Electricity in southern Utah may shut off due to high winds
WASHINGTON COUNTY, Utah – Rocky Mountain Power, RMP, may have to shut off the electricity in certain parts of southern Utah this weekend. They’re warning customers about possible shutoffs because the strong winds are making the already extreme fire conditions even worse.
We are closely monitoring forecasted weather conditions in areas around Iron & Washington counties, including Cedar City, Enterprise, Dixie and Milford. RMP has issued a Public Safety Power Shutoff watch for these areas which is in effect for the next 48 hours. pic.twitter.com/FumjBSillz
— Rocky Mountain Power UT (@RMP_Utah) May 20, 2021
So far, there is no official plan to shut off the electricity in southern Utah.
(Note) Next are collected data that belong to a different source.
// src/exec/glab.rs

use std::path::PathBuf;

use once_cell::sync::Lazy;
use regex::Regex;
use tracing::{debug, info, warn};

use crate::errors::{MinipipeError, Result};
use crate::exec::backend::{BoxFuture, CiRemote, PipelineStatus};
use crate::exec::command::run_command;

const RUNNING: &str = "Pipeline State: running";
const FAILED_MARKER: &str = "(failed)";
const COLUMN_SEPARATOR: &str = "\t\t";
const NO_OPEN_MR: &str = "No open merge requests match your search";

static PIPELINE_URL: Lazy<Regex> =
    Lazy::new(|| Regex::new(r"https?://\S+").expect("valid pipeline url regex"));

/// [`CiRemote`] backed by the GitLab CLI (`glab`).
#[derive(Debug, Clone)]
pub struct GlabCli {
    workdir: PathBuf,
}

impl GlabCli {
    pub fn new(workdir: impl Into<PathBuf>) -> Self {
        Self {
            workdir: workdir.into(),
        }
    }
}

impl CiRemote for GlabCli {
    fn ensure_ready(&self) -> BoxFuture<'_, Result<()>> {
        Box::pin(async move {
            let output = run_command("glab", &["auth", "status"], &self.workdir)
                .await
                .map_err(|err| {
                    MinipipeError::Remote(format!("glab (GitLab CLI) is not available: {err:#}"))
                })?;
            check_auth_status(&output.stderr)
        })
    }

    fn pipeline_status<'a>(&'a self, reference: &'a str) -> BoxFuture<'a, Result<PipelineStatus>> {
        Box::pin(async move {
            info!(reference, "reading pipeline status");
            let branch = format!("--branch={reference}");
            let output = run_command("glab", &["ci", "status", branch.as_str()], &self.workdir).await?;
            if !output.success() && output.stdout.trim().is_empty() {
                return Err(MinipipeError::Remote(format!(
                    "`glab ci status {branch}` failed: {}",
                    output.stderr.trim()
                )));
            }
            let status = parse_pipeline_status(&output.stdout);
            debug!(?status, "pipeline status");
            Ok(status)
        })
    }

    fn has_open_merge_request<'a>(&'a self, branch: &'a str) -> BoxFuture<'a, Result<bool>> {
        Box::pin(async move {
            let source = format!("--source-branch={branch}");
            let output = run_command("glab", &["mr", "list", source.as_str()], &self.workdir).await?;
            Ok(!output.stdout.contains(NO_OPEN_MR))
        })
    }

    fn run_pipeline<'a>(&'a self, branch: &'a str) -> BoxFuture<'a, Result<()>> {
        Box::pin(async move {
            warn!(branch, "no open merge request for this branch, starting a pipeline");
            let output = run_command("glab", &["ci", "run", "-b", branch], &self.workdir).await?;
            if !output.success() {
                return Err(MinipipeError::Remote(format!(
                    "cannot start a pipeline for '{branch}', please run it manually: {}",
                    output.stderr.trim()
                )));
            }
            debug!("{}", output.stdout.trim());
            Ok(())
        })
    }
}

/// Interpret `glab auth status` stderr.
///
/// A missing binary shows up as a shell-style "not found"; a failed check
/// is a line starting with `x`.
fn check_auth_status(stderr: &str) -> Result<()> {
    if stderr.contains("No such file or directory") || stderr.contains("not found") {
        return Err(MinipipeError::Remote(
            "glab (GitLab CLI) is missing, install it and retry".to_string(),
        ));
    }
    if stderr.lines().any(|line| line.trim().starts_with('x')) {
        return Err(MinipipeError::Remote(
            "glab is not logged in, see https://gitlab.com/gitlab-org/cli#authentication"
                .to_string(),
        ));
    }
    Ok(())
}

/// Parse `glab ci status` output.
///
/// Failed jobs are the lines marked `(failed)`; the job name is the second
/// tab-separated column.
pub fn parse_pipeline_status(stdout: &str) -> PipelineStatus {
    let failed_jobs = stdout
        .lines()
        .filter(|line| line.contains(FAILED_MARKER) && line.contains(COLUMN_SEPARATOR))
        .filter_map(|line| line.split(COLUMN_SEPARATOR).nth(1))
        .map(|name| name.trim().to_string())
        .filter(|name| !name.is_empty())
        .collect();

    let url = stdout
        .lines()
        .find_map(|line| PIPELINE_URL.find(line))
        .map(|m| m.as_str().to_string());

    PipelineStatus {
        running: stdout.contains(RUNNING),
        failed_jobs,
        url,
    }
}

#[cfg(test)]
mod tests {
    use super::*;

    const STATUS: &str = "(success) • 00m 40s\t\tcompile\n\
(failed) • 01m 02s\t\tpkg: [f2]\n\
(failed) • 00m 10s\t\tlint \n\
(skipped) • 00m 00s\t\tdeploy\n\
\n\
https://gitlab.com/group/project/-/pipelines/123456\n\
SHA: abcdef\n\
Pipeline State: failed\n";

    #[test]
    fn parses_failed_jobs_and_url() {
        let status = parse_pipeline_status(STATUS);
        assert_eq!(status.failed_jobs, vec!["pkg: [f2]", "lint"]);
        assert_eq!(
            status.url.as_deref(),
            Some("https://gitlab.com/group/project/-/pipelines/123456")
        );
        assert!(!status.running);
    }

    #[test]
    fn detects_running_pipeline() {
        let status = parse_pipeline_status("Pipeline State: running\n");
        assert!(status.running);
        assert!(status.failed_jobs.is_empty());
        assert_eq!(status.url, None);
    }

    #[test]
    fn auth_status() {
        assert!(check_auth_status("gitlab.com\n  ✓ Logged in to gitlab.com as dev\n").is_ok());
        assert!(matches!(
            check_auth_status("gitlab.com\n  x gitlab.com: api call failed\n"),
            Err(MinipipeError::Remote(msg)) if msg.contains("not logged in")
        ));
        assert!(matches!(
            check_auth_status("sh: glab: not found"),
            Err(MinipipeError::Remote(msg)) if msg.contains("missing")
        ));
    }
}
However, Rocky Mountain Power Spokesman David Eskelsen said they have extra equipment on standby and crews will be patrolling the power lines to spot any signs of damage.
Eskelsen reported turning off the electricity isn’t something that they really want to do. “A power safety shutoff is a last resort,” he said.
Eskelsen continued and said their focus is mostly on Washington and Iron counties, but it could expand past those boundaries. They have their own meteorologists keeping an eye on weather patterns and wind speeds, and they know where their vulnerable equipment is.
“We have a pretty good idea of where the high-risk areas are. We’re prepared to notify customers prior to taking a shutoff action,” according to Eskelsen.
Years of drought have made fire conditions as bad as officials can remember. Division of Forestry, Fire and State Lands spokesman Jason Curry said if anything ignites the grasses, the fire will likely grow out of control by the time fire crews arrive.
“With any kind of wind, it’s going to push that fire far beyond the control of just those local one or two engines,” Curry says.
Plus, fighting wildfires will be harder to fight for the next few weeks. Curry says the state has fewer fire-fighting aircraft at their disposal in May than they have in June. This comes from contracts with the federal government that aren’t effective until June 1.
Curry says, “We have some aviation resources available to us on those federal contracts, but they are in shorter supply than we will have in another 30 days, or so.”